The first row of Fig. 5 shows the desired frequency response of the first mask, which is actually a symmetric impulse train. The interval between each consecutive impulse is equal to the sampling interval of the lightfield spectrum along the f_u axis. Thus, the corresponding physical mask pattern is the sum of multiple cosine waves with a given amplitude, which in turn determines M₁ completely. Specifically, assume the first mask has the following the frequency response, i.e.,

C_{1} (f_{u}) = \sum_{i = - (n - 1)}^{n - 1} a_{i} δ (f_{u} - i Δ f_{u}),

where n is the expected resolution along the f_u axis_, a_i is the amplitude of the i-th impulse and Δf_u is the sampling interval of the lightfield spectrum along the f_u axis_, which is equal to B_u/n with B_u as the bandwidth in the f_u dimension. Because the first mask is convolved with the lightfield spectrum in the lightfield-frequency domain, by converting the convolution into a matrix multiplication, we have M₁ equal to

{[\begin{matrix} ⋮ & ⋮ & ⋮ & ⋮ \\ a_{0} & a_{1} & \dots & a_{n - 1} \\ a_{- 1} & a_{0} & \dots & a_{n - 2} \\ ⋮ & ⋮ & ⋱ & ⋮ \\ a_{- (n - 1)} & a_{- (n - 2)} & \dots & a_{0} \\ ⋮ & ⋮ & ⋮ & ⋮ \end{matrix}]}_{p \times n} .

Thus, we have constructed a matrix M₁ with a Toeplitz-structured block inside it. Because of the second mask, only k rows of M₁ are selected, so the other ones are marked with ellipses for simplicity. Note that we can recover the original sparse signal with a high probability from the limited observations measured by a well-designed Toeplitz-structured matrix [24, 25]. To satisfy the conditions for such a design, several methods have been recommended. As suggested in [24], we generate M₁ with entries a_i, i = 0,...,n − 1 drawn independently from a Gaussian distribution with zero mean. Since a_i is symmetric about a_0, the values of a_i_, for i = −(n − 1),...,−1, are then known. Eventually, we obtain the physical pattern of the first mask based on its frequency response in Eq. (12).

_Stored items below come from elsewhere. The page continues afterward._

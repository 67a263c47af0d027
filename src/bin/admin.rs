//! CLI administration tool for trade-data-api.
//!
//! Provides diagnostics for the upstream services and direct access to
//! cached entries without going through the HTTP API.
//!
//! # Usage
//!
//! ```bash
//! # Probe every configured upstream
//! cargo run --bin admin -- upstreams check
//!
//! # List configured upstreams
//! cargo run --bin admin -- upstreams list
//!
//! # Inspect or evict a cached payload
//! cargo run --bin admin -- cache get fx:EUR
//! cargo run --bin admin -- cache del fx:EUR
//! ```
//!
//! # Environment Variables
//!
//! Same as the server; see `trade_data_api::config`. The `cache` commands
//! need `REDIS_URL` (or `REDIS_HOST`), since the in-memory cache lives
//! inside the server process.

use trade_data_api::config::{self, Config, mask_connection_string};
use trade_data_api::infrastructure::cache::{CacheService, RedisCache};
use trade_data_api::infrastructure::http::{FetchClient, ResponseFormat};

use anyhow::{Context, Result};
use clap::{Parser, Subcommand};
use colored::*;
use dialoguer::Confirm;
use std::time::Instant;

/// CLI tool for managing trade-data-api.
#[derive(Parser)]
#[command(name = "admin")]
#[command(author, version, about, long_about = None)]
struct Cli {
    #[command(subcommand)]
    command: Commands,
}

/// Top-level command groups.
#[derive(Subcommand)]
enum Commands {
    /// Upstream diagnostics
    Upstreams {
        #[command(subcommand)]
        action: UpstreamAction,
    },

    /// Inspect the shared Redis cache
    Cache {
        #[command(subcommand)]
        action: CacheAction,
    },
}

#[derive(Subcommand)]
enum UpstreamAction {
    /// Probe every upstream once, without retries
    Check,

    /// Show configured endpoints
    List,
}

#[derive(Subcommand)]
enum CacheAction {
    /// Print a cached payload
    Get {
        /// Cache key (e.g. "countries:all", "fx:EUR")
        key: String,
    },

    /// Evict a cached payload
    Del {
        key: String,

        /// Skip confirmation prompt
        #[arg(short = 'y', long)]
        yes: bool,
    },
}

#[tokio::main]
async fn main() -> Result<()> {
    dotenvy::dotenv().ok();

    let cli = Cli::parse();
    let config = config::load_from_env()?;

    match cli.command {
        Commands::Upstreams { action } => handle_upstream_action(action, &config).await?,
        Commands::Cache { action } => handle_cache_action(action, &config).await?,
    }

    Ok(())
}

async fn handle_upstream_action(action: UpstreamAction, config: &Config) -> Result<()> {
    match action {
        UpstreamAction::Check => check_upstreams(config).await?,
        UpstreamAction::List => {
            println!("{}", "🌐 Upstreams".bright_blue().bold());
            println!();
            for (name, url) in config.upstreams.endpoints() {
                println!(
                    "  {:<18} {}",
                    name.cyan(),
                    mask_connection_string(url.as_str()).bright_black()
                );
            }
            println!();
            let keys = if config.upstreams.has_comtrade_key() {
                "configured".green()
            } else {
                "missing (/api/trade disabled)".yellow()
            };
            println!("  Comtrade keys: {}", keys);
            println!();
        }
    }

    Ok(())
}

/// Probes each endpoint with a single attempt and prints a status table.
///
/// # Output Format
///
/// ```text
/// 🔍 Checking upstreams
///
///   Name               Status         Time
///   ECB                OK 200         142ms
///   VIES               UPSTREAM_5XX   310ms
/// ```
///
/// Any HTTP answer means the service is reachable; only transport
/// failures are shown in red.
async fn check_upstreams(config: &Config) -> Result<()> {
    println!("{}", "🔍 Checking upstreams".bright_blue().bold());
    println!();

    let client =
        FetchClient::new(config.fetch_defaults()).context("Failed to build HTTP client")?;

    println!(
        "  {:<18} {:<14} {}",
        "Name".bright_white().bold(),
        "Status".bright_white().bold(),
        "Time".bright_white().bold()
    );
    println!("  {}", "─".repeat(42).bright_black());

    let mut unreachable = 0;
    for (name, url) in config.upstreams.endpoints() {
        let options = client.options().retries(0).format(ResponseFormat::Text);
        let started = Instant::now();
        let outcome = client.fetch_json(url.as_str(), options).await;
        let elapsed = format!("{}ms", started.elapsed().as_millis());

        let status = match outcome {
            Ok(fetched) => format!("OK {}", fetched.status).green(),
            Err(e) if e.status() == 408 || e.is_network() => {
                unreachable += 1;
                e.code().red()
            }
            Err(e) => e.code().yellow(),
        };

        println!(
            "  {:<18} {:<14} {}",
            name.cyan(),
            status,
            elapsed.bright_black()
        );
    }

    println!();
    if unreachable == 0 {
        println!("{}", "✅ All upstreams reachable".green().bold());
    } else {
        println!(
            "{}",
            format!("⚠️  {} upstream(s) unreachable", unreachable)
                .yellow()
                .bold()
        );
    }
    println!();

    Ok(())
}

async fn handle_cache_action(action: CacheAction, config: &Config) -> Result<()> {
    let redis_url = config
        .redis_url
        .as_deref()
        .context("Redis is not configured; set REDIS_URL or REDIS_HOST")?;

    let cache = RedisCache::connect(redis_url)
        .await
        .map_err(|e| anyhow::anyhow!("Failed to connect to Redis: {}", e))?;

    match action {
        CacheAction::Get { key } => {
            let value = cache
                .get(&key)
                .await
                .map_err(|e| anyhow::anyhow!("Cache error: {}", e))?;

            match value {
                Some(raw) => {
                    let pretty = serde_json::from_str::<serde_json::Value>(&raw)
                        .and_then(|v| serde_json::to_string_pretty(&v))
                        .unwrap_or(raw);
                    println!("{}", pretty);
                }
                None => println!("{}", format!("  No entry for '{}'", key).yellow()),
            }
        }
        CacheAction::Del { key, yes } => {
            println!("  Key: {}", key.cyan());
            println!();

            if !yes {
                let confirmed = Confirm::new()
                    .with_prompt("Evict this entry?")
                    .default(false)
                    .interact()?;

                if !confirmed {
                    println!("{}", "❌ Cancelled".red());
                    return Ok(());
                }
            }

            cache
                .del(&key)
                .await
                .map_err(|e| anyhow::anyhow!("Failed to evict entry: {}", e))?;

            println!("{}", "✅ Entry evicted".green().bold());
        }
    }

    Ok(())
}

As for the second mask placed at the optical path, the second row in Fig. 5 has shown a heuristic example. That is, the frequency response of the second mask is a series of even-symmetric impulses with equal amplitudes. The number of impulses depends on how many measurements are required for reconstruction. To avoid aliasing between the adjacent spectrum replicas, the interval of this impulse train is equal to the lightfield bandwidth in the f_s dimension_, i.e._, B_s. Specifically, the frequency response of the second mask is given by

C_{2} (f_{x}) = \sum_{i = - (k - 1) / 2}^{(k - 1) / 2} δ (f_{x} - i B_{s}),

where k is the number of the measurements. Thus the corresponding mask pattern c₂(x) can be obtained by computing the inverse Fourier transform of Eq. (14). That is the sum of a series of cosine waves. As regards its matrix form M_2, it depends on the requirement of which measurements will be collected for further reconstruction. So we could realize the function of M₂ by selecting the k rows of M₁ according to the specific design.

2.5. Lightfield reconstruction

After constructing the two masks, we can then establish the projection matrix A in Eq. (11). Next we consider the reconstruction of the target 4D lightfield based on the captured 2D picture i and the projection matrix A. We adopt two different approaches to solve such an inverse problem. The first is to find its least-norm solution, i.e.,

ℓ^{★} = A^{†} i = A^{T} {(A A^{T})}^{- 1} i,

where A^† denotes the pseudoinverse of A. While this is simple and fast, due to the lack of prior information about the lightfield, the solution is often not sufficiently accurate. To improve the reconstruction accuracy, we make use of the prior knowledge about a lightfield and impose regularization in the reconstruction process. One possibility is a sparse regularizer, which is a 2D total variation (TV) penalty on the u dimension of a lightfield to reflect the inherent correlations. We also use the 2D TV norm regularization on the s dimension of a lightfield to preserve the edges and suppress the noise [26–28]. Thus, we reconstruct the lightfield by the optimization given by

ℓ^{★} = \underset{ℓ}{argmin} {\frac{1}{2} {‖ A ℓ - i ‖}_{2}^{2} + λ \sum_{u} {‖ i_{u} ‖}_{TV} + μ \sum_{s} {‖ i_{s} ‖}_{TV}},

where λ and μ are the regularization parameters, i_u is a 2D image corresponding to the lightfield ℓ(u, s) at a fixed point u, and i_s refers to the lightfield ℓ(u, s) at a fixed point s.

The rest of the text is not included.